▶ [Exercise details]: Could you write out the lines below exactly, beginning with the first and finishing with the one that contains "pub enum CatalogError"?

[Records from a data collection]
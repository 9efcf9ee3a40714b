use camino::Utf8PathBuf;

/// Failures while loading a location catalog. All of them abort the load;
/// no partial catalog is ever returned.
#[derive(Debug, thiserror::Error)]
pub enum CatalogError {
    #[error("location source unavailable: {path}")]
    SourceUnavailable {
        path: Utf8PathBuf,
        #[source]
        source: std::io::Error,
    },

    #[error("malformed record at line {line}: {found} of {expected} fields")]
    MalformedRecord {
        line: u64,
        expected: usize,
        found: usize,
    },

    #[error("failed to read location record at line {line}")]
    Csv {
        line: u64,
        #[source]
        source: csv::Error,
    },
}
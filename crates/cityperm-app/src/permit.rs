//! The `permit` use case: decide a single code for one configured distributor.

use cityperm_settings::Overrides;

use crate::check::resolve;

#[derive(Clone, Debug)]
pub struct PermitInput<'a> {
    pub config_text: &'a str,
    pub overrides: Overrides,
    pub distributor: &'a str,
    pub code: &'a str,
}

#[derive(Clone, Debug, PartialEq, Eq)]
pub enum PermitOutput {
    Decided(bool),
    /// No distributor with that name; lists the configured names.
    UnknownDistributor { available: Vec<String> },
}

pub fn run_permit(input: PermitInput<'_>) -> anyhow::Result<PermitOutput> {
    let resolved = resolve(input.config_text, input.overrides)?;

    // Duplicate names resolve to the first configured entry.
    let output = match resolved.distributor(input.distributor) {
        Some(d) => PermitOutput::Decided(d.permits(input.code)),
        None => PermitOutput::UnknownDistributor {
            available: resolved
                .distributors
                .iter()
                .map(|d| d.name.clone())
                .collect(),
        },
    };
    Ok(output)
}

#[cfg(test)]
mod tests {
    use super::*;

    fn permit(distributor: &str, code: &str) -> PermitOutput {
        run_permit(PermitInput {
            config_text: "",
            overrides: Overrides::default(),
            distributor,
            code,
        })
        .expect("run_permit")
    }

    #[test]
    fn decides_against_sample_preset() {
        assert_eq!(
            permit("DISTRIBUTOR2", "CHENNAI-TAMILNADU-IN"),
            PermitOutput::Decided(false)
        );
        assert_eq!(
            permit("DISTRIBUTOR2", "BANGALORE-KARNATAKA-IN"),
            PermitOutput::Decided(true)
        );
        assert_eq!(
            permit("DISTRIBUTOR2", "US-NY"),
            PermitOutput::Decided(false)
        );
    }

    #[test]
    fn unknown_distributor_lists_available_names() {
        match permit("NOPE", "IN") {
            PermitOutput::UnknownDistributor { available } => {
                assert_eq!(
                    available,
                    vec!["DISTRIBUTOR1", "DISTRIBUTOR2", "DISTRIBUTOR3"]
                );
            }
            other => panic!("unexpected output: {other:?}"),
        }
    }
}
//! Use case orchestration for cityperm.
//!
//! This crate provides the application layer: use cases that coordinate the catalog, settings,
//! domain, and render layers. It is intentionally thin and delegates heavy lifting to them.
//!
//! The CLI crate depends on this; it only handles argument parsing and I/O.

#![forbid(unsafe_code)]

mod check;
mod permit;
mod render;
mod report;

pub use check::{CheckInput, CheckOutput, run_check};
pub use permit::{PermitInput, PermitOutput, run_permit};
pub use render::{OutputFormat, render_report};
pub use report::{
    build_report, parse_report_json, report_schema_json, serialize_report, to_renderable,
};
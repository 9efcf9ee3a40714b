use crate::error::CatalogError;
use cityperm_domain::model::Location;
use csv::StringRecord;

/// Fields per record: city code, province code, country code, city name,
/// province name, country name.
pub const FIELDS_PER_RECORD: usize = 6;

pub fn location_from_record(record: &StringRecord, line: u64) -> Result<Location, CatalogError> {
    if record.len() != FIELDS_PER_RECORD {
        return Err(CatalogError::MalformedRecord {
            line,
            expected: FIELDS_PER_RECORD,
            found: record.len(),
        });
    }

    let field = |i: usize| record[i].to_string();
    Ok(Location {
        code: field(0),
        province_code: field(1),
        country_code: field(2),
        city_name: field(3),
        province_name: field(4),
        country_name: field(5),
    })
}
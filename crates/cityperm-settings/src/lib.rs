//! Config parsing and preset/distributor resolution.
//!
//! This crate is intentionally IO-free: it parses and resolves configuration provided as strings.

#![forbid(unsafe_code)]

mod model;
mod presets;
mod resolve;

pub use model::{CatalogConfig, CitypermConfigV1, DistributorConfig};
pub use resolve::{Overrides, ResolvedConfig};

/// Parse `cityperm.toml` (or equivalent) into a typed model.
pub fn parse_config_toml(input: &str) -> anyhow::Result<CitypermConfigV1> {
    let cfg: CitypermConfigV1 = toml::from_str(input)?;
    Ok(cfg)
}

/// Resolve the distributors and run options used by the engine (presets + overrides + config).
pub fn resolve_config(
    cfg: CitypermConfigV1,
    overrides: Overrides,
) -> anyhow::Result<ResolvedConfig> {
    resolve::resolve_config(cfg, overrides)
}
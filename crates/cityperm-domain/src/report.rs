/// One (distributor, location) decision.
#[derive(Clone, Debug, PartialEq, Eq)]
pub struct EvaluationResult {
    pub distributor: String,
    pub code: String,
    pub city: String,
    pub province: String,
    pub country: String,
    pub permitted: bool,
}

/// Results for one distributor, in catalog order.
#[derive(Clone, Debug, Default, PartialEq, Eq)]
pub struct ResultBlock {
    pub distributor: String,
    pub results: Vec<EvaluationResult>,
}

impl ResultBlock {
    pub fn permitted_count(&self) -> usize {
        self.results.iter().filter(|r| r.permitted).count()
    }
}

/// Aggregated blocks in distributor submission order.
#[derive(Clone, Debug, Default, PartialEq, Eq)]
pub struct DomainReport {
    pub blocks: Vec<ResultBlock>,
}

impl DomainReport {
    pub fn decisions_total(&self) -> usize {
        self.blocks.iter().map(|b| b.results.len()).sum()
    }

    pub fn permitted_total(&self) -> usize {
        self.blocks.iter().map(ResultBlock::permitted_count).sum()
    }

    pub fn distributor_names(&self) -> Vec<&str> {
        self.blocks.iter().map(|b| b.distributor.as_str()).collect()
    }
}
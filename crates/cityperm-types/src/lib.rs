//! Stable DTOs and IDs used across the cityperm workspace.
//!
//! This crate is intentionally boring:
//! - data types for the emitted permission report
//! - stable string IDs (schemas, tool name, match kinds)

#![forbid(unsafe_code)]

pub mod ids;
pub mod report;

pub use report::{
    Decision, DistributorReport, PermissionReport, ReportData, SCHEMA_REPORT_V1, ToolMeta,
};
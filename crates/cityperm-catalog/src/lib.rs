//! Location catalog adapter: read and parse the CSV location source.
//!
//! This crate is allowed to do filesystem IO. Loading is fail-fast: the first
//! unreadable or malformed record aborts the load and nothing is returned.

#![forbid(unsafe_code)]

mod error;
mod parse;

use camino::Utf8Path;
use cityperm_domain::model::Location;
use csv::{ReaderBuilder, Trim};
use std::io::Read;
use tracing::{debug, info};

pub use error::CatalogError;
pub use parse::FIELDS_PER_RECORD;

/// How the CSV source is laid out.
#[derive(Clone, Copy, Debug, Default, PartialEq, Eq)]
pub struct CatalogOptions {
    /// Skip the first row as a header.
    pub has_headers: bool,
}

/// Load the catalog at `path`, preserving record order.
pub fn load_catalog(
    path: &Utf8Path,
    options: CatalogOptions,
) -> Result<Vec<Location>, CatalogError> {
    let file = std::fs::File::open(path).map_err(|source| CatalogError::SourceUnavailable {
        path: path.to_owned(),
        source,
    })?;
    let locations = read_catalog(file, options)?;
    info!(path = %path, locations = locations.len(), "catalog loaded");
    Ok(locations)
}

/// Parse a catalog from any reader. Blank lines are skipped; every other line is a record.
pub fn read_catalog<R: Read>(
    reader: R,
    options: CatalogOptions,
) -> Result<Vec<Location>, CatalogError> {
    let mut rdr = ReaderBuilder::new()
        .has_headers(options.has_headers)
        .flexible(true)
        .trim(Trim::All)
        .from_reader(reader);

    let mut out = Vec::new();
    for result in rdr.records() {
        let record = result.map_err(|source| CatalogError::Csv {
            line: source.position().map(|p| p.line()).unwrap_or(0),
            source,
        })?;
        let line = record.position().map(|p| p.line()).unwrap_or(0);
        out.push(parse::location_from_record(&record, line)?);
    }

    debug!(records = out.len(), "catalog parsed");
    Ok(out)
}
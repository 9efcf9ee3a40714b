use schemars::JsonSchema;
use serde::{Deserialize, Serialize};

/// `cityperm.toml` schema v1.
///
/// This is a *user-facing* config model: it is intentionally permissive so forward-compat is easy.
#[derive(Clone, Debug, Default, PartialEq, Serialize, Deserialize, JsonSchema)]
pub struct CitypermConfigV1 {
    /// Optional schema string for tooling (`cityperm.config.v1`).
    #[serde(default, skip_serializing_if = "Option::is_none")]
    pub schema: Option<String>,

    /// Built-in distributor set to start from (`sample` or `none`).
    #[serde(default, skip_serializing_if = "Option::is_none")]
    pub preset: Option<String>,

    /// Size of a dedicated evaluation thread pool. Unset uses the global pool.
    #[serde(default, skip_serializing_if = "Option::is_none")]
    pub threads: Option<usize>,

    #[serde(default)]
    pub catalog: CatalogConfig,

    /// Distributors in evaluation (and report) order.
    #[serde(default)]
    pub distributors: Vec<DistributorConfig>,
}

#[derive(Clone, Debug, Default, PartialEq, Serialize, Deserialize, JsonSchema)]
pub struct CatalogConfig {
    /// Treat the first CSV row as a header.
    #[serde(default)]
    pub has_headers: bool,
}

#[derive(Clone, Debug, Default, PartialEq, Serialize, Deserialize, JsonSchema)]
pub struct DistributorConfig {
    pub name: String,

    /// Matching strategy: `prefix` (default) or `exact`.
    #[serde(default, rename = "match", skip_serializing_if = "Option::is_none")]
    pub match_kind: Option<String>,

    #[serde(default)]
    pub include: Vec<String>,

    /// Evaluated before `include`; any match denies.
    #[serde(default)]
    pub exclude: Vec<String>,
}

▶ [Task result]:
repository 9efcf9ee3a40714b
use camino::Utf8PathBuf;

/// Failures while loading a location catalog. All of them abort the load;
/// no partial catalog is ever returned.
#[derive(Debug, thiserror::Error)]
pub enum CatalogError {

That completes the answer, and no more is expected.